R1 recommends that you investigate these claims further to ensure no overpayments have occurred. If you find that post-acute care was provided, we advise submitting an adjustment claim to reflect the appropriate per-diem discharge status. Should you need additional support, R1 is available to assist under a separate statement of work.
Finally, in anticipation of increased MAC and RAC audit activity and the potential for higher RTP or rejection rates, R1 advises your billing team to consistently monitor your rejected-claims log to find cases where the CMS edit took place. If this occurs, we recommend submitting an adjustment claim with the appropriate patient discharge status code to receive a per-diem payment. Please note, as your vendor in this space, R1 has and will continue to conduct routine, rolling lookback reviews for claims that rejected or RTP’d due to the CMS PACT policy edits.
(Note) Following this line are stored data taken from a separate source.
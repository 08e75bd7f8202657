//! HTTP surface for the llagent runtime.
//!
//! Sessions are created and driven over `/v1/agent/...`; chat responses
//! stream as server-sent events whose event names match the loop's event
//! variants. Permission ASKs park the loop until a client answers through
//! `POST /v1/agent/permission/:id`.

pub mod error;
pub mod routes;

pub use error::AppError;
pub use routes::{router, AppState};

use std::net::SocketAddr;
use std::sync::Arc;

use llagent_runtime::SessionManager;

/// Serve the API until the process exits.
pub async fn serve(addr: SocketAddr, sessions: Arc<SessionManager>) -> std::io::Result<()> {
    let app = router(AppState { sessions });
    let listener = tokio::net::TcpListener::bind(addr).await?;
    tracing::info!(%addr, "agent API listening");
    axum::serve(listener, app).await
}

// ─────────────────────────────────────────────────────────────────────────────
// Tests
// ─────────────────────────────────────────────────────────────────────────────

#[cfg(test)]
mod tests {
    use super::*;
    use async_trait::async_trait;
    use axum::body::Body;
    use axum::http::{Request, StatusCode};
    use http_body_util::BodyExt;
    use llagent_llm::{
        BackendError, CompletionMessage, CompletionRequest, FinalCompletion, ModelBackend,
        ModelChunk, ModelStream, Timings,
    };
    use llagent_runtime::AgentConfig;
    use llagent_tools::{register_builtin_tools, ToolRegistry};
    use serde_json::Value;
    use tower::ServiceExt;

    struct StaticBackend;

    #[async_trait]
    impl ModelBackend for StaticBackend {
        fn model(&self) -> &str {
            "static"
        }

        async fn stream(&self, _request: &CompletionRequest) -> Result<ModelStream, BackendError> {
            let stream = futures::stream::once(async {
                Ok(ModelChunk::Final(FinalCompletion {
                    message: Some(CompletionMessage {
                        content: "ok".into(),
                        tool_calls: Vec::new(),
                    }),
                    content: "ok".into(),
                    timings: Timings::default(),
                }))
            });
            Ok(Box::pin(stream))
        }
    }

    fn app() -> axum::Router {
        let mut registry = ToolRegistry::new();
        register_builtin_tools(&mut registry);
        let sessions = Arc::new(SessionManager::new(
            Arc::new(StaticBackend),
            Arc::new(registry),
            AgentConfig {
                enable_subagents: false,
                enable_skills: false,
                enable_agents_md: false,
                ..Default::default()
            },
        ));
        router(AppState { sessions })
    }

    async fn body_json(response: axum::response::Response) -> Value {
        let bytes = response.into_body().collect().await.unwrap().to_bytes();
        serde_json::from_slice(&bytes).unwrap()
    }

    #[tokio::test]
    async fn health_is_ok() {
        let response = app()
            .oneshot(Request::get("/health").body(Body::empty()).unwrap())
            .await
            .unwrap();
        assert_eq!(response.status(), StatusCode::OK);
        assert_eq!(body_json(response).await["status"], "ok");
    }

    #[tokio::test]
    async fn create_session_returns_201_with_id() {
        let response = app()
            .oneshot(
                Request::post("/v1/agent/session")
                    .header("content-type", "application/json")
                    .body(Body::from("{}"))
                    .unwrap(),
            )
            .await
            .unwrap();
        assert_eq!(response.status(), StatusCode::CREATED);
        let body = body_json(response).await;
        assert!(body["session_id"]
            .as_str()
            .unwrap()
            .starts_with("sess_"));
    }

    #[tokio::test]
    async fn create_session_accepts_empty_body() {
        let response = app()
            .oneshot(
                Request::post("/v1/agent/session")
                    .body(Body::empty())
                    .unwrap(),
            )
            .await
            .unwrap();
        assert_eq!(response.status(), StatusCode::CREATED);
    }

    #[tokio::test]
    async fn get_unknown_session_is_404_with_error_body() {
        let response = app()
            .oneshot(
                Request::get("/v1/agent/session/sess_ffffffff")
                    .body(Body::empty())
                    .unwrap(),
            )
            .await
            .unwrap();
        assert_eq!(response.status(), StatusCode::NOT_FOUND);
        assert_eq!(body_json(response).await["error"], "Session not found");
    }

    #[tokio::test]
    async fn session_lifecycle_roundtrip() {
        let app = app();

        let created = app
            .clone()
            .oneshot(
                Request::post("/v1/agent/session")
                    .header("content-type", "application/json")
                    .body(Body::from(r#"{"yolo": true, "max_iterations": 10}"#))
                    .unwrap(),
            )
            .await
            .unwrap();
        let session_id = body_json(created).await["session_id"]
            .as_str()
            .unwrap()
            .to_owned();

        let info = app
            .clone()
            .oneshot(
                Request::get(format!("/v1/agent/session/{session_id}"))
                    .body(Body::empty())
                    .unwrap(),
            )
            .await
            .unwrap();
        let body = body_json(info).await;
        assert_eq!(body["session_id"], session_id.as_str());
        assert_eq!(body["state"], "idle");
        assert_eq!(body["message_count"], 1);

        let deleted = app
            .clone()
            .oneshot(
                Request::delete(format!("/v1/agent/session/{session_id}"))
                    .body(Body::empty())
                    .unwrap(),
            )
            .await
            .unwrap();
        assert_eq!(body_json(deleted).await["deleted"], true);
    }

    #[tokio::test]
    async fn chat_without_content_is_400() {
        let app = app();
        let created = app
            .clone()
            .oneshot(
                Request::post("/v1/agent/session")
                    .body(Body::empty())
                    .unwrap(),
            )
            .await
            .unwrap();
        let session_id = body_json(created).await["session_id"]
            .as_str()
            .unwrap()
            .to_owned();

        let response = app
            .oneshot(
                Request::post(format!("/v1/agent/session/{session_id}/chat"))
                    .header("content-type", "application/json")
                    .body(Body::from("{}"))
                    .unwrap(),
            )
            .await
            .unwrap();
        assert_eq!(response.status(), StatusCode::BAD_REQUEST);
        assert_eq!(body_json(response).await["error"], "Missing 'content' field");
    }

    #[tokio::test]
    async fn chat_streams_sse_until_completed() {
        let app = app();
        let created = app
            .clone()
            .oneshot(
                Request::post("/v1/agent/session")
                    .body(Body::empty())
                    .unwrap(),
            )
            .await
            .unwrap();
        let session_id = body_json(created).await["session_id"]
            .as_str()
            .unwrap()
            .to_owned();

        let response = app
            .oneshot(
                Request::post(format!("/v1/agent/session/{session_id}/chat"))
                    .header("content-type", "application/json")
                    .body(Body::from(r#"{"content": "hello"}"#))
                    .unwrap(),
            )
            .await
            .unwrap();
        assert_eq!(response.status(), StatusCode::OK);
        assert!(response
            .headers()
            .get("content-type")
            .unwrap()
            .to_str()
            .unwrap()
            .starts_with("text/event-stream"));

        let bytes = response.into_body().collect().await.unwrap().to_bytes();
        let text = String::from_utf8_lossy(&bytes);
        assert!(text.contains("event: iteration_start"));
        assert!(text.contains("event: text_delta") || text.contains("event: completed"));
        assert!(text.contains("event: completed"));
    }

    #[tokio::test]
    async fn tools_listing_includes_builtins() {
        let response = app()
            .oneshot(Request::get("/v1/agent/tools").body(Body::empty()).unwrap())
            .await
            .unwrap();
        let body = body_json(response).await;
        let names: Vec<&str> = body["tools"]
            .as_array()
            .unwrap()
            .iter()
            .map(|t| t["name"].as_str().unwrap())
            .collect();
        for expected in ["bash", "read", "write", "edit", "glob", "task"] {
            assert!(names.contains(&expected), "{expected} missing");
        }
    }

    #[tokio::test]
    async fn permission_respond_unknown_id_is_404() {
        let response = app()
            .oneshot(
                Request::post("/v1/agent/permission/perm_ffffffff")
                    .header("content-type", "application/json")
                    .body(Body::from(r#"{"allow": true}"#))
                    .unwrap(),
            )
            .await
            .unwrap();
        assert_eq!(response.status(), StatusCode::NOT_FOUND);
    }

    #[tokio::test]
    async fn stats_endpoint_reports_counters() {
        let app = app();
        let created = app
            .clone()
            .oneshot(
                Request::post("/v1/agent/session")
                    .body(Body::empty())
                    .unwrap(),
            )
            .await
            .unwrap();
        let session_id = body_json(created).await["session_id"]
            .as_str()
            .unwrap()
            .to_owned();

        let response = app
            .oneshot(
                Request::get(format!("/v1/agent/session/{session_id}/stats"))
                    .body(Body::empty())
                    .unwrap(),
            )
            .await
            .unwrap();
        let body = body_json(response).await;
        assert_eq!(body["input_tokens"], 0);
        assert_eq!(body["output_tokens"], 0);
    }
}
R1 will identify and bring to your attention any claims in which Medicare took back the original payment or provided zero payment due to a post-acute transfer and assist in getting these claims processed and paid appropriately.
Summary
Compliance with the PACT policy remains a hot topic and hospitals must be vigilant in monitoring for risks. Discharges to home remain a key focus area for the OIG as evidenced in the latest report. Understanding these issues and being able to navigate around them will ensure that your organization avoids penalties and does not raise any “red flags.”